EXERCISE INPUT: Begin

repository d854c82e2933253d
//! Approver-side confirmation.

use std::sync::Arc;

use chrono::{Duration, NaiveDate, NaiveDateTime, NaiveTime};
use tracing::{info, warn};

use super::catalog::KindFamily;
use super::clock::Clock;
use super::coverage::CoverageDirectory;
use super::domain::{ChatId, ReportId, ReportRecord, StaffMember};
use super::notify::{Audience, DeliveryReport, FanOut, OutboundMessage};
use super::prompt::{verification_message, Menu, Reply, ACKNOWLEDGE};
use super::repository::ReportRepository;
use super::schedule::ShiftRoster;
use super::service::{Collaborators, ServiceError};
use super::session::{Flow, Input, Progress, Session, SessionStep};
use crate::config::ReportingConfig;

pub const COMMENT_PROMPT: &str = "Enter a comment for the report 👇";

const SECONDS_PER_DAY: i64 = 86_400;

/// Elapsed time between two instants as a time of day. Anything past 24h
/// wraps; a negative span counts as zero.
pub fn elapsed_hms(from: NaiveDateTime, to: NaiveDateTime) -> NaiveTime {
    let seconds = (to - from).num_seconds().max(0) % SECONDS_PER_DAY;
    u32::try_from(seconds)
        .ok()
        .and_then(|seconds| NaiveTime::from_num_seconds_from_midnight_opt(seconds, 0))
        .unwrap_or(NaiveTime::MIN)
}

pub struct VerificationEngine {
    reports: Arc<dyn ReportRepository>,
    coverage: CoverageDirectory,
    roster: Arc<dyn ShiftRoster>,
    clock: Arc<dyn Clock>,
    fanout: FanOut,
    observers: Vec<ChatId>,
}

impl VerificationEngine {
    pub fn new(collaborators: &Collaborators, config: &ReportingConfig) -> Self {
        Self {
            reports: Arc::clone(&collaborators.reports),
            coverage: CoverageDirectory::new(Arc::clone(&collaborators.directory)),
            roster: Arc::clone(&collaborators.roster),
            clock: Arc::clone(&collaborators.clock),
            fanout: FanOut::new(Arc::clone(&collaborators.transport)),
            observers: config.observers.clone(),
        }
    }

    /// Opens a comment session for `report_id`. An unknown id is a hard
    /// failure.
    pub fn begin(&self, actor: &StaffMember, report_id: ReportId) -> Result<Progress, ServiceError> {
        let record = self.reports.find_by_id(report_id)?;

        let mut session = Session::new(
            actor.chat_id,
            Flow::Verification,
            SessionStep::Comment,
            self.clock.now(),
        );
        session.fields.report_id = Some(record.id);
        session.fields.kind = Some(record.kind);
        session.fields.location = Some(record.location);
        session.fields.occurs_on = Some(record.add_date);

        Ok(Progress::Continue(session, Self::prompt()))
    }

    pub fn prompt() -> Reply {
        Reply::new(COMMENT_PROMPT, Menu::choices([ACKNOWLEDGE]))
    }

    /// Stores the comment and elapsed time, then notifies the audience.
    pub fn complete(
        &self,
        actor: &StaffMember,
        session: Session,
        input: Input,
    ) -> Result<Progress, ServiceError> {
        let Some(comment) = input.text() else {
            return Ok(Progress::Continue(session, Self::prompt()));
        };
        let report_id = session
            .fields
            .report_id
            .ok_or(ServiceError::InvalidSession {
                conversation: session.conversation,
            })?;

        let record = self.reports.find_by_id(report_id)?;
        let now = self.clock.now();
        let duration = elapsed_hms(record.created_at, now);
        if record.verified {
            warn!(
                report_id = %record.id,
                previous = ?record.verification_duration,
                "report verified again; overwriting previous verification"
            );
        }

        let record = self.reports.mark_verified(report_id, comment, duration, now)?;
        info!(
            report_id = %record.id,
            kind = %record.kind,
            location = %record.location,
            add_date = %record.add_date,
            duration = %duration.format("%H:%M:%S"),
            "report verified"
        );

        let delivery = self.announce(&record, actor);
        Ok(Progress::Verified {
            reply: Reply::acknowledgement(actor),
            record,
            delivery,
        })
    }

    /// Covering approver, submitter, scheduled peers and observers, each at
    /// most once and never the verifying actor. The record is already
    /// stored, so lookup failures only narrow the audience.
    fn announce(&self, record: &ReportRecord, actor: &StaffMember) -> DeliveryReport {
        let mut audience = Audience::new().exclude(actor.chat_id);

        match self.coverage.approver_for(&record.location) {
            Ok(Some(approver)) => {
                audience.push(approver.chat_id);
            }
            Ok(None) => {}
            Err(err) => {
                warn!(%err, location = %record.location, "approver lookup failed");
            }
        }
        audience.push(record.submitter);
        audience.extend(self.peers(record));
        audience.extend(self.observers.iter().copied());

        let message = OutboundMessage::text(verification_message(record));
        self.fanout.send(audience.members(), &[message])
    }

    fn peers(&self, record: &ReportRecord) -> Vec<ChatId> {
        let mut peers = Vec::new();
        for date in peer_window(record) {
            match self.roster.scheduled(date, Some(&record.location)) {
                Ok(scheduled) => peers.extend(scheduled),
                Err(err) => {
                    warn!(%err, location = %record.location, %date, "roster lookup failed");
                }
            }
        }
        peers
    }
}

/// Opening reports reach the same day's shift; closing also reaches the
/// next morning's.
fn peer_window(record: &ReportRecord) -> Vec<NaiveDate> {
    match record.kind.family() {
        KindFamily::Opening => vec![record.add_date],
        KindFamily::Closing => vec![record.add_date, record.add_date + Duration::days(1)],
    }
}
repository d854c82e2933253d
pub mod config;
pub mod error;
pub mod telemetry;
pub mod workflows;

EXERCISE INPUT: End

TASK STATEMENT: Collect the lines of the records that include the string "ReportingConfig".

EXPECTED ANSWER:
use crate::config::ReportingConfig;
    pub fn new(collaborators: &Collaborators, config: &ReportingConfig) -> Self {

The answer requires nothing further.